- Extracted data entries
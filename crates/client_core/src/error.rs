use std::time::Duration;

use shared::error::{ApiException, ErrorCode};
use thiserror::Error;

use crate::routes::Route;

#[derive(Debug, Error)]
pub enum ClientError {
    /// Rejected locally; nothing was sent.
    #[error("{0}")]
    Validation(String),
    /// The action needs an RSVP first. Callers should navigate to
    /// `redirect_to` once `after` has elapsed.
    #[error("{message}")]
    RsvpRequired {
        message: String,
        redirect_to: Route,
        after: Duration,
    },
    #[error(transparent)]
    Api(#[from] ApiException),
    #[error("request failed: {0}")]
    Transport(#[from] reqwest::Error),
    #[error("session store: {0}")]
    Session(#[source] anyhow::Error),
}

impl ClientError {
    pub fn code(&self) -> Option<ErrorCode> {
        match self {
            Self::Api(e) => Some(e.code),
            _ => None,
        }
    }

    /// Admin calls rejected for a missing, expired or foreign session are
    /// answered by sending the operator to the sign-in page.
    pub fn requires_admin_login(&self) -> bool {
        matches!(
            self.code(),
            Some(ErrorCode::Unauthorized | ErrorCode::Forbidden)
        )
    }
}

- What you have to do
Your answer must consist solely of the lines from the top of the entries above through the line containing "nothing was sent.", copied exactly, both ends included.

- Result of this exercise
filename crates/client_core/src/error.rs
use std::time::Duration;

use shared::error::{ApiException, ErrorCode};
use thiserror::Error;

use crate::routes::Route;

#[derive(Debug, Error)]
pub enum ClientError {
    /// Rejected locally; nothing was sent.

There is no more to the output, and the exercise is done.